#### EXERCISE OBJECTIVE:
Each line from the start of the listing below through the line containing "back to the" should be reproduced exactly, with no others.

───── THE DATA

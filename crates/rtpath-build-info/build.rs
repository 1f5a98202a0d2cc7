use std::{
    env, fs,
    path::{Path, PathBuf},
};

use vergen_gix::{Emitter, GixBuilder};

include!("../build_common.rs");

/// Layout variables with their fallbacks. The exec prefix falls back to the
/// prefix and is handled separately.
const LAYOUT_VARS: &[(&str, &str)] = &[
    ("RTPATH_PREFIX", "/usr/local"),
    ("RTPATH_DEFAULT_PATH", ""),
    ("RTPATH_VPATH", ""),
    ("RTPATH_RUNTIME_NAME", "py"),
    ("RTPATH_RUNTIME_VERSION", "3.9"),
    ("RTPATH_PLATLIBDIR", "lib"),
];

fn main() {
    // Always rerun when this build script changes.
    println!("cargo:rerun-if-changed=build.rs");

    // Process README for rustdoc
    let manifest_dir = env::var("CARGO_MANIFEST_DIR").unwrap();
    process_readme_for_rustdoc(&manifest_dir);

    emit_layout();

    // Allow CI or packagers to provide a SHA without any git probing.
    println!("cargo:rerun-if-env-changed=RTPATH_BUILD_SHA_SHORT");

    if let Some(override_sha) = env::var("RTPATH_BUILD_SHA_SHORT")
        .ok()
        .and_then(|s| normalize_sha_short(&s))
    {
        emit_vergen_fallbacks(Some(&override_sha));
        return;
    }

    // Best-effort git probing via vergen-gix, but NEVER fail the build.
    let Some(repo_root) = find_repo_root(Path::new(&manifest_dir)) else {
        emit_vergen_fallbacks(None);
        return;
    };

    let git = match GixBuilder::default()
        .repo_path(Some(repo_root))
        .sha(true) // short SHA
        .dirty(false)
        .build()
    {
        Ok(git) => git,
        Err(err) => {
            println!("cargo:warning=rtpath-build-info: vergen-gix config failed: {err}");
            emit_vergen_fallbacks(None);
            return;
        }
    };

    if let Err(err) = Emitter::default()
        .add_instructions(&git)
        .and_then(|e| e.emit())
    {
        println!("cargo:warning=rtpath-build-info: vergen-gix emit failed: {err}");
        emit_vergen_fallbacks(None);
    }
}

/// Emit every layout variable so `env!()` in the crate never fails.
fn emit_layout() {
    for (name, fallback) in LAYOUT_VARS {
        println!("cargo:rerun-if-env-changed={name}");
        let value = env::var(name).unwrap_or_else(|_| (*fallback).to_string());
        println!("cargo:rustc-env={name}={value}");
    }

    println!("cargo:rerun-if-env-changed=RTPATH_EXEC_PREFIX");
    let exec_prefix = env::var("RTPATH_EXEC_PREFIX")
        .or_else(|_| env::var("RTPATH_PREFIX"))
        .unwrap_or_else(|_| "/usr/local".to_string());
    println!("cargo:rustc-env=RTPATH_EXEC_PREFIX={exec_prefix}");
}

fn emit_vergen_fallbacks(sha_short: Option<&str>) {
    // These are the env vars the crate uses via `env!()`.
    // They MUST always be set, or compilation will fail.
    let sha = sha_short.unwrap_or("unknown");
    println!("cargo:rustc-env=VERGEN_GIT_SHA={sha}");
    println!("cargo:rustc-env=VERGEN_GIT_DIRTY=false");
}

fn normalize_sha_short(raw: &str) -> Option<String> {
    let trimmed = raw.trim();
    if trimmed.is_empty() {
        return None;
    }

    let candidate = if trimmed.len() >= 7 {
        &trimmed[..7]
    } else {
        trimmed
    };

    if candidate.len() == 7 && candidate.chars().all(|c| c.is_ascii_hexdigit()) {
        Some(candidate.to_string())
    } else {
        None
    }
}

fn find_repo_root(start: &Path) -> Option<PathBuf> {
    let mut current = Some(start);
    while let Some(dir) = current {
        if dir.join(".git").exists() {
            return Some(dir.to_path_buf());
        }
        current = dir.parent();
    }
    None
}
#![doc = include_str!(concat!(env!("OUT_DIR"), "/README_GENERATED.md"))]
#![deny(unsafe_code)]
#![deny(unused_crate_dependencies)]

// Used by the binary target only
use tracing_subscriber as _;

pub mod commands;
pub mod error;
pub mod handlers;
pub mod parser;

// Re-export primary types for convenient access
pub use commands::{Commands, PathsArgs, RunArgs};
pub use error::CliError;
pub use parser::Cli;
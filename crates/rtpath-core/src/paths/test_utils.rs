//! Test utilities for path tests that touch the environment or the disk.
//!
//! `PATH`, `PYHOME` and friends are process-wide, so every test that reads
//! or writes them must hold [`ENV_LOCK`], usually through [`lock_env`].
//! That includes every test that runs the engine, which reads `PATH`.

use std::env;
use std::ffi::{OsStr, OsString};
use std::fs;
use std::path::{Path, PathBuf};
use std::sync::{Mutex, MutexGuard, PoisonError};

use super::layout::BuildConstants;

/// Shared lock to serialize tests that depend on environment variables.
pub static ENV_LOCK: Mutex<()> = Mutex::new(());

/// Take [`ENV_LOCK`], ignoring poisoning left by a failed test.
pub fn lock_env() -> MutexGuard<'static, ()> {
    ENV_LOCK.lock().unwrap_or_else(PoisonError::into_inner)
}

/// RAII guard that restores an environment variable to its original value on drop.
///
/// # Example
///
/// ```ignore
/// let _guard = lock_env();
/// let _env = EnvVarGuard::set("PYPATH", "/tmp/extra");
/// // ... test code that reads PYPATH ...
/// // Original value restored when _env is dropped
/// ```
pub struct EnvVarGuard {
    key: String,
    previous: Option<OsString>,
}

impl EnvVarGuard {
    /// Set an environment variable and return a guard that will restore it.
    pub fn set(key: &str, value: &str) -> Self {
        Self::set_os(key, OsStr::new(value))
    }

    /// Like [`set`](Self::set), for values that need not be valid UTF-8.
    #[allow(unsafe_code)]
    pub fn set_os(key: &str, value: &OsStr) -> Self {
        let previous = env::var_os(key);
        unsafe {
            env::set_var(key, value);
        }
        Self {
            key: key.to_string(),
            previous,
        }
    }

    /// Remove an environment variable until the guard drops.
    #[allow(unsafe_code)]
    pub fn unset(key: &str) -> Self {
        let previous = env::var_os(key);
        unsafe {
            env::remove_var(key);
        }
        Self {
            key: key.to_string(),
            previous,
        }
    }
}

impl Drop for EnvVarGuard {
    #[allow(unsafe_code)]
    fn drop(&mut self) {
        if let Some(ref value) = self.previous {
            unsafe {
                env::set_var(&self.key, value);
            }
        } else {
            unsafe {
                env::remove_var(&self.key);
            }
        }
    }
}

/// Build constants pointing at a prefix that does not exist on disk.
pub fn test_constants() -> BuildConstants {
    BuildConstants {
        prefix: "/nonexistent/prefix".to_string(),
        exec_prefix: "/nonexistent/exec".to_string(),
        default_search_path: String::new(),
        vpath: String::new(),
        runtime_name: "py".to_string(),
        runtime_version: "3.9".to_string(),
        platlibdir: "lib".to_string(),
    }
}

/// Lossy text form of a path, for passing tempdir paths to the engine.
pub fn text(path: &Path) -> String {
    path.to_string_lossy().into_owned()
}

/// Create an empty file, including parent directories.
pub fn touch(path: &Path) {
    if let Some(parent) = path.parent() {
        fs::create_dir_all(parent).unwrap();
    }
    fs::write(path, b"").unwrap();
}

/// Create an executable stub at `path`.
pub fn make_executable(path: &Path) {
    if let Some(parent) = path.parent() {
        fs::create_dir_all(parent).unwrap();
    }
    fs::write(path, b"#!/bin/sh\n").unwrap();

    #[cfg(unix)]
    {
        use std::os::unix::fs::PermissionsExt;
        fs::set_permissions(path, fs::Permissions::from_mode(0o755)).unwrap();
    }
}

/// An installed layout under `root`: `bin/py`, `lib/py3.9/os.py` and
/// `lib/py3.9/lib-dynload/`. Returns the executable path.
pub fn installed_tree(root: &Path) -> PathBuf {
    let lib = root.join("lib").join("py3.9");
    touch(&lib.join("os.py"));
    fs::create_dir_all(lib.join("lib-dynload")).unwrap();

    let exe = root.join("bin").join("py");
    make_executable(&exe);
    exe
}

/// An uninstalled build tree under `root`: the executable sits at the top
/// next to `Modules/Setup.local`, `Lib/os.py` and `pybuilddir.txt`.
/// Returns the executable path.
pub fn build_tree(root: &Path) -> PathBuf {
    touch(&root.join("Modules").join("Setup.local"));
    touch(&root.join("Lib").join("os.py"));
    fs::create_dir_all(root.join("build").join("lib.test")).unwrap();
    fs::write(root.join("pybuilddir.txt"), b"build/lib.test\n").unwrap();

    let exe = root.join("py");
    make_executable(&exe);
    exe
}
//! Bootstrap orchestration: what runs once paths are known.
//!
//! Decides the run mode from the process configuration, computes the
//! leading module search path entry for it, and dispatches to an
//! [`ExecutionPort`](crate::ports::ExecutionPort).

mod orchestrator;
mod run_mode;

pub use orchestrator::{
    EXIT_CANNOT_OPEN, EXIT_FAILURE, EXIT_FINALIZE_FAILED, EXIT_INTERRUPTED, EXIT_SUCCESS,
    Orchestrator,
};
pub use run_mode::{RunMode, compute_leading_entry, determine_run_mode, leading_search_path_entry};
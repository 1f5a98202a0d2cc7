#![doc = include_str!(concat!(env!("OUT_DIR"), "/README_GENERATED.md"))]
#![deny(unused_crate_dependencies)]

pub mod bootstrap;
pub mod config;
pub mod paths;
pub mod ports;

// Re-export commonly used types for convenience
pub use bootstrap::{Orchestrator, RunMode};
pub use config::RuntimeConfig;
pub use paths::{
    BuildConstants, OsPlatform, PathConfiguration, PathError, PathResult, SearchOutcome,
    StepError, calculate,
};
pub use ports::{ExecutionError, ExecutionPort, Landmarks, PlatformPolicy, RunOutcome};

──────────

#### SOLVED PROBLEM:
filename crates/rtpath-build-info/build.rs
repository 1f5a98202a0d2cc7
use std::{
    env, fs,
    path::{Path, PathBuf},
};

use vergen_gix::{Emitter, GixBuilder};

include!("../build_common.rs");

/// Layout variables with their fallbacks. The exec prefix falls back to the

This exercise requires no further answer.